The move comes amid deteriorating relations between Beijing and Seoul over South Korea's deployment of a U.S. missile defense system designed to respond to a series of missile tests by North Korea.

China has strongly demanded that South Korea scrap the deployment of the Terminal High Altitude Area Defense system, believing that its radar lets the U.S. military spy on Chinese territory.

Japan now hopes to host the summit by the end of the year, as China is scheduled to hold a Communist Party Congress this fall — a gathering held once every five years at which many members of the party committee are expected to be replaced.

By hosting the summit, Prime Minister Shinzo Abe hopes to strengthen cooperation with his Chinese and South Korean counterparts to address threats from North Korea's nuclear and ballistic missile programs, while accelerating preparations for a visit to China he aims to arrange early next year, the sources said.

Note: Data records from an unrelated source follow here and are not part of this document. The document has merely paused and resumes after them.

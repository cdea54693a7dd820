//! Shell-style key patterns
//!
//! | Pattern | Matches |
//! |---------|---------|
//! | `*` | any run of characters except `/` |
//! | `**` | any run of characters, `/` included |
//! | `?` | one character except `/` |
//! | `[abc]`, `[a-z]`, `[!abc]` | one character from (or not from) a class |
//! | `{csv,tsv}` | any of the comma-separated alternatives |
//! | `\x` | literal `x` |

use regex::Regex;

/// A compiled key pattern
#[derive(Debug, Clone)]
pub struct KeyPattern {
    regex: Regex,
}

impl KeyPattern {
    /// Compile `pattern`; the error describes what is malformed
    pub fn new(pattern: &str) -> Result<Self, String> {
        let source = translate(pattern)?;
        let regex = Regex::new(&source).map_err(|e| e.to_string())?;
        Ok(Self { regex })
    }

    pub fn matches(&self, key: &str) -> bool {
        self.regex.is_match(key)
    }
}

fn translate(pattern: &str) -> Result<String, String> {
    let mut out = String::from("^");
    let mut chars = pattern.chars().peekable();
    let mut depth = 0usize;

    while let Some(c) = chars.next() {
        match c {
            '*' => {
                if chars.peek() == Some(&'*') {
                    chars.next();
                    out.push_str(".*");
                } else {
                    out.push_str("[^/]*");
                }
            }
            '?' => out.push_str("[^/]"),
            '[' => {
                out.push('[');
                if matches!(chars.peek(), Some('!') | Some('^')) {
                    chars.next();
                    out.push('^');
                }
                let mut closed = false;
                for c in chars.by_ref() {
                    if c == ']' {
                        closed = true;
                        break;
                    }
                    if matches!(c, '\\' | '[' | '&' | '~') {
                        out.push('\\');
                    }
                    out.push(c);
                }
                if !closed {
                    return Err(format!("unclosed '[' in pattern '{}'", pattern));
                }
                out.push(']');
            }
            '{' => {
                depth += 1;
                out.push_str("(?:");
            }
            ',' if depth > 0 => out.push('|'),
            '}' if depth > 0 => {
                depth -= 1;
                out.push(')');
            }
            '\\' => {
                let escaped = chars
                    .next()
                    .ok_or_else(|| format!("trailing '\\' in pattern '{}'", pattern))?;
                out.push_str(&regex::escape(&escaped.to_string()));
            }
            other => out.push_str(&regex::escape(&other.to_string())),
        }
    }

    if depth > 0 {
        return Err(format!("unclosed '{{' in pattern '{}'", pattern));
    }
    out.push('$');
    Ok(out)
}

#[cfg(test)]
mod tests {
    use super::*;

    fn matches(pattern: &str, key: &str) -> bool {
        KeyPattern::new(pattern).unwrap().matches(key)
    }

    #[test]
    fn test_star_stays_in_segment() {
        assert!(matches("*.csv", "a.csv"));
        assert!(!matches("*.csv", "dir/a.csv"));
        assert!(matches("dir/*.csv", "dir/a.csv"));
        assert!(!matches("*.csv", "a.csv.gz"));
    }

    #[test]
    fn test_double_star_crosses_segments() {
        assert!(matches("**.csv", "x/y/a.csv"));
        assert!(matches("logs/**", "logs/2019/01/a.csv"));
        assert!(!matches("logs/**", "other/a.csv"));
    }

    #[test]
    fn test_question_and_classes() {
        assert!(matches("part-?.csv", "part-1.csv"));
        assert!(!matches("part-?.csv", "part-12.csv"));
        assert!(matches("part-[0-3].csv", "part-2.csv"));
        assert!(!matches("part-[!0-3].csv", "part-2.csv"));
        assert!(matches("part-[!0-3].csv", "part-7.csv"));
    }

    #[test]
    fn test_alternatives_and_literals() {
        assert!(matches("a.{csv,parquet}", "a.parquet"));
        assert!(!matches("a.{csv,parquet}", "a.json"));
        assert!(matches("a+b(1).csv", "a+b(1).csv"));
        assert!(matches(r"a\*.csv", "a*.csv"));
        assert!(!matches(r"a\*.csv", "ab.csv"));
    }

    #[test]
    fn test_malformed_patterns() {
        assert!(KeyPattern::new("part-[0-3.csv").is_err());
        assert!(KeyPattern::new("a.{csv,tsv").is_err());
        assert!(KeyPattern::new("a\\").is_err());
    }
}
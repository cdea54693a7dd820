//! Hadoop 2.x backend
//!
//! The 2.x cli exposes no usable checksum, so every object carries the
//! sentinel etag and a local copy, once present, is never refetched unless
//! forced.

use super::{looks_not_found, Backend, BackendKind, ChangeDetection, SENTINEL_ETAG};
use crate::error::{BackendError, BackendResult};
use crate::tool::{Tool, ToolFailure};
use std::ffi::OsStr;
use std::path::Path;
use std::time::Duration;

/// HDFS via `hadoop fs -ls` and `hdfs dfs -get`
#[derive(Debug, Clone)]
pub struct Hdfs2xBackend {
    hadoop: Tool,
    hdfs: Tool,
}

impl Hdfs2xBackend {
    pub fn new(timeout: Option<Duration>) -> Self {
        Self {
            hadoop: Tool::new("hadoop").with_timeout(timeout),
            hdfs: Tool::new("hdfs").with_timeout(timeout),
        }
    }
}

impl Backend for Hdfs2xBackend {
    fn kind(&self) -> BackendKind {
        BackendKind::Hdfs2x
    }

    fn change_detection(&self) -> ChangeDetection {
        ChangeDetection::Sentinel
    }

    fn source_uri(&self, bucket: &str, key: &str) -> String {
        format!("/{}/{}", bucket, key)
    }

    fn fetch(&self, bucket: &str, key: &str, dest: &Path) -> BackendResult<String> {
        let path = self.source_uri(bucket, key);
        let args: [&OsStr; 4] = [
            OsStr::new("dfs"),
            OsStr::new("-get"),
            OsStr::new(&path),
            dest.as_os_str(),
        ];
        self.hdfs.run(args).map_err(|failure| match &failure {
            ToolFailure::Exit { stderr, .. } if looks_not_found(stderr) => BackendError::NotFound {
                bucket: bucket.to_string(),
                key: key.to_string(),
            },
            _ => failure.into(),
        })?;

        Ok(SENTINEL_ETAG.to_string())
    }

    fn list_objects(
        &self,
        bucket: &str,
        prefix: &str,
        notify: &mut dyn FnMut(&str, &str),
    ) -> BackendResult<()> {
        let root = if prefix.is_empty() {
            format!("/{}", bucket)
        } else {
            format!("/{}/{}", bucket, prefix)
        };
        let output = self.hadoop.run(["fs", "-ls", root.as_str()])?;

        for line in output.stdout_str().lines() {
            if let Some(key) = parse_ls_line(line, bucket) {
                notify(&key, SENTINEL_ETAG);
            }
        }
        Ok(())
    }

    fn required_tools(&self) -> Vec<(Tool, &'static [&'static str])> {
        vec![
            (self.hadoop.clone(), &["--help"][..]),
            (self.hdfs.clone(), &["version"][..]),
        ]
    }
}

/// Extract the key from one `hadoop fs -ls` line
///
/// Directories are reported with a trailing `/` so the caller drops them.
fn parse_ls_line(line: &str, bucket: &str) -> Option<String> {
    if line.starts_with("Found") {
        return None;
    }
    let (_, path) = line.trim_end().rsplit_once(' ')?;
    let path = path.trim();
    if path.is_empty() {
        return None;
    }

    let bucket_root = format!("/{}/", bucket);
    let key = path.strip_prefix(&bucket_root).unwrap_or(path);

    if line.starts_with('d') {
        Some(format!("{}/", key))
    } else {
        Some(key.to_string())
    }
}

#[cfg(test)]
mod tests {
    use super::*;

    #[test]
    fn test_parse_ls_output() {
        let listing = "Found 3 items\n\
            -rw-r--r--   3 hdfs supergroup       1366 2019-04-01 10:00 /b/a.csv\n\
            drwxr-xr-x   - hdfs supergroup          0 2019-04-01 10:00 /b/logs\n\
            -rw-r--r--   3 hdfs supergroup        912 2019-04-01 10:00 /b/logs/x.csv\n";

        let keys: Vec<String> = listing
            .lines()
            .filter_map(|line| parse_ls_line(line, "b"))
            .collect();
        assert_eq!(keys, vec!["a.csv", "logs/", "logs/x.csv"]);
    }

    #[test]
    fn test_sentinel_change_detection() {
        let backend = Hdfs2xBackend::new(None);
        assert_eq!(backend.change_detection(), ChangeDetection::Sentinel);
        assert_eq!(backend.source_uri("b", "a.csv"), "/b/a.csv");
    }
}
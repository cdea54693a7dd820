//! Remote store backends
//!
//! Every remote store sits behind the [`Backend`] trait. A backend only
//! knows how to transfer one object and how to enumerate a bucket; the
//! hit/miss decision, atomic placement and sidecar bookkeeping live in
//! [`crate::cache::ObjectCache`] and are shared by all variants.
//!
//! | Variant | Tooling | Change detection |
//! |---------|---------|------------------|
//! | [`S3Backend`] | `aws s3api` | real etags |
//! | [`HdfsBackend`] | `gohdfs checksum/get` | real checksums |
//! | [`Hdfs2xBackend`] | `hadoop fs -ls`, `hdfs dfs -get` | sentinel |
//! | [`LocalMirrorBackend`] | local filesystem | sentinel |

mod hdfs;
mod hdfs2x;
mod local;
mod s3;

pub use hdfs::HdfsBackend;
pub use hdfs2x::Hdfs2xBackend;
pub use local::LocalMirrorBackend;
pub use s3::S3Backend;

use crate::config::PoolConfig;
use crate::error::BackendResult;
use crate::tool::Tool;
use std::fmt;
use std::path::{Path, PathBuf};
use std::sync::Arc;

/// Etag recorded by backends that cannot detect remote changes
pub const SENTINEL_ETAG: &str = "0";

/// Which remote store the process fronts
#[derive(clap::ValueEnum, Debug, Clone, Copy, PartialEq, Eq)]
pub enum BackendKind {
    /// Object storage via the aws cli
    S3,
    /// Distributed filesystem via gohdfs
    Hdfs,
    /// Distributed filesystem via the hadoop 2.x cli
    Hdfs2x,
    /// Local directory tree mirrored in place
    Local,
}

impl fmt::Display for BackendKind {
    fn fmt(&self, f: &mut fmt::Formatter<'_>) -> fmt::Result {
        let name = match self {
            BackendKind::S3 => "s3",
            BackendKind::Hdfs => "hdfs",
            BackendKind::Hdfs2x => "hdfs2x",
            BackendKind::Local => "local",
        };
        f.write_str(name)
    }
}

/// Whether a backend's etags reflect remote content
#[derive(Debug, Clone, Copy, PartialEq, Eq)]
pub enum ChangeDetection {
    /// Etag changes whenever the remote object changes
    Etag,
    /// Etag is always [`SENTINEL_ETAG`]; any local copy counts as current
    Sentinel,
}

/// Contract every remote store implements
pub trait Backend: Send + Sync {
    /// Variant of this backend
    fn kind(&self) -> BackendKind;

    /// Whether remote etags can be trusted to detect changes
    fn change_detection(&self) -> ChangeDetection {
        ChangeDetection::Etag
    }

    /// URI recorded in the sidecar for `(bucket, key)`
    fn source_uri(&self, bucket: &str, key: &str) -> String;

    /// For backends whose objects are already local, the path serving
    /// `(bucket, key)` in place; content is then never copied
    fn mirror_path(&self, _bucket: &str, _key: &str) -> Option<PathBuf> {
        None
    }

    /// Transfer `(bucket, key)` into `dest` and return its current etag
    ///
    /// `dest` does not exist on entry. Backends with a [`mirror_path`]
    /// leave it untouched and only confirm the object exists. Errors are
    /// returned verbatim and never retried here.
    ///
    /// [`mirror_path`]: Backend::mirror_path
    fn fetch(&self, bucket: &str, key: &str, dest: &Path) -> BackendResult<String>;

    /// Enumerate every object whose key starts with `prefix`
    ///
    /// `notify(key, etag)` is called once per object. Directory markers
    /// (keys ending in `/`) may be reported; callers filter them.
    fn list_objects(
        &self,
        bucket: &str,
        prefix: &str,
        notify: &mut dyn FnMut(&str, &str),
    ) -> BackendResult<()>;

    /// Command-line tools this backend depends on, with arguments that check availability
    fn required_tools(&self) -> Vec<(Tool, &'static [&'static str])> {
        Vec::new()
    }
}

/// True for keys that name a directory rather than an object
pub fn is_dir_marker(key: &str) -> bool {
    key.is_empty() || key.ends_with('/')
}

/// Build the backend selected in the configuration
pub fn from_config(config: &PoolConfig) -> Arc<dyn Backend> {
    let timeout = config.tool_timeout;
    match config.backend {
        BackendKind::S3 => Arc::new(S3Backend::new(timeout)),
        BackendKind::Hdfs => Arc::new(HdfsBackend::new(timeout)),
        BackendKind::Hdfs2x => Arc::new(Hdfs2xBackend::new(timeout)),
        BackendKind::Local => Arc::new(LocalMirrorBackend::new(config.src_prefix.clone())),
    }
}

/// Classify a tool's stderr as "object does not exist"
pub(crate) fn looks_not_found(stderr: &str) -> bool {
    let lower = stderr.to_ascii_lowercase();
    ["nosuchkey", "not found", "does not exist", "no such file", "(404)"]
        .iter()
        .any(|needle| lower.contains(needle))
}

#[cfg(test)]
mod tests {
    use super::*;

    #[test]
    fn test_dir_marker() {
        assert!(is_dir_marker("logs/"));
        assert!(is_dir_marker(""));
        assert!(!is_dir_marker("logs/a.csv"));
    }

    #[test]
    fn test_not_found_classification() {
        assert!(looks_not_found(
            "An error occurred (NoSuchKey) when calling the GetObject operation"
        ));
        assert!(looks_not_found("open /b/x.csv: file does not exist"));
        assert!(looks_not_found("get: `/b/x.csv': No such file or directory"));
        assert!(!looks_not_found("connection refused"));
    }

    #[test]
    fn test_kind_display() {
        assert_eq!(BackendKind::Hdfs2x.to_string(), "hdfs2x");
        assert_eq!(BackendKind::S3.to_string(), "s3");
    }
}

Tokyo had told Beijing and Seoul that it was considering hosting the summit sometime in late July, but China replied that participation would be "difficult," the sources said.

South Korea hosted the summit in 2015 and Tokyo is due to host the next one. A plan to hold one last year was dropped amid political turmoil in South Korea, but the nations held a foreign ministerial meeting in Tokyo in August 2016.

Summit-hosting duties have rotated since 2008, although the gatherings were not held in 2013 and 2014 after a chill in relations between Japan and China over a territorial row.